Stored data entries
========================
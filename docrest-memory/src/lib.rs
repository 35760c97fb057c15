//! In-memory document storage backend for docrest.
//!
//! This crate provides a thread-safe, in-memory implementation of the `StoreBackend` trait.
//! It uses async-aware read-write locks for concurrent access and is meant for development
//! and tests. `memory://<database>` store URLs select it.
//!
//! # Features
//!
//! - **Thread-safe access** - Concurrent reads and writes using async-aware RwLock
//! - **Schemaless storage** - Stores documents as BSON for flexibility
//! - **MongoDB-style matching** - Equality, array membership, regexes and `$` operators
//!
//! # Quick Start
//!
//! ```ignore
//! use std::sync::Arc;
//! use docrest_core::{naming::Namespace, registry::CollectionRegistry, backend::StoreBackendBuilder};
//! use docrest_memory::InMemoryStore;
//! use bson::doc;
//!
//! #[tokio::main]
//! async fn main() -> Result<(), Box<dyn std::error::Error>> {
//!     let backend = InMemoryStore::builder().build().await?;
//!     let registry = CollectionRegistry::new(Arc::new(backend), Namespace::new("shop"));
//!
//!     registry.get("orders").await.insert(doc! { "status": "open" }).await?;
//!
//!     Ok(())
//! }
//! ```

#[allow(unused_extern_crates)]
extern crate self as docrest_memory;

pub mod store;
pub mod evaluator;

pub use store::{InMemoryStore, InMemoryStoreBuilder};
========================
__Task to carry out__: In the records above, find the line containing "#[allow(unused_extern_crates)]"; please retype it and every line after it through the last line, exactly and with nothing else.

__Answer to this exercise__:
#[allow(unused_extern_crates)]
extern crate self as docrest_memory;

pub mod store;
pub mod evaluator;

pub use store::{InMemoryStore, InMemoryStoreBuilder};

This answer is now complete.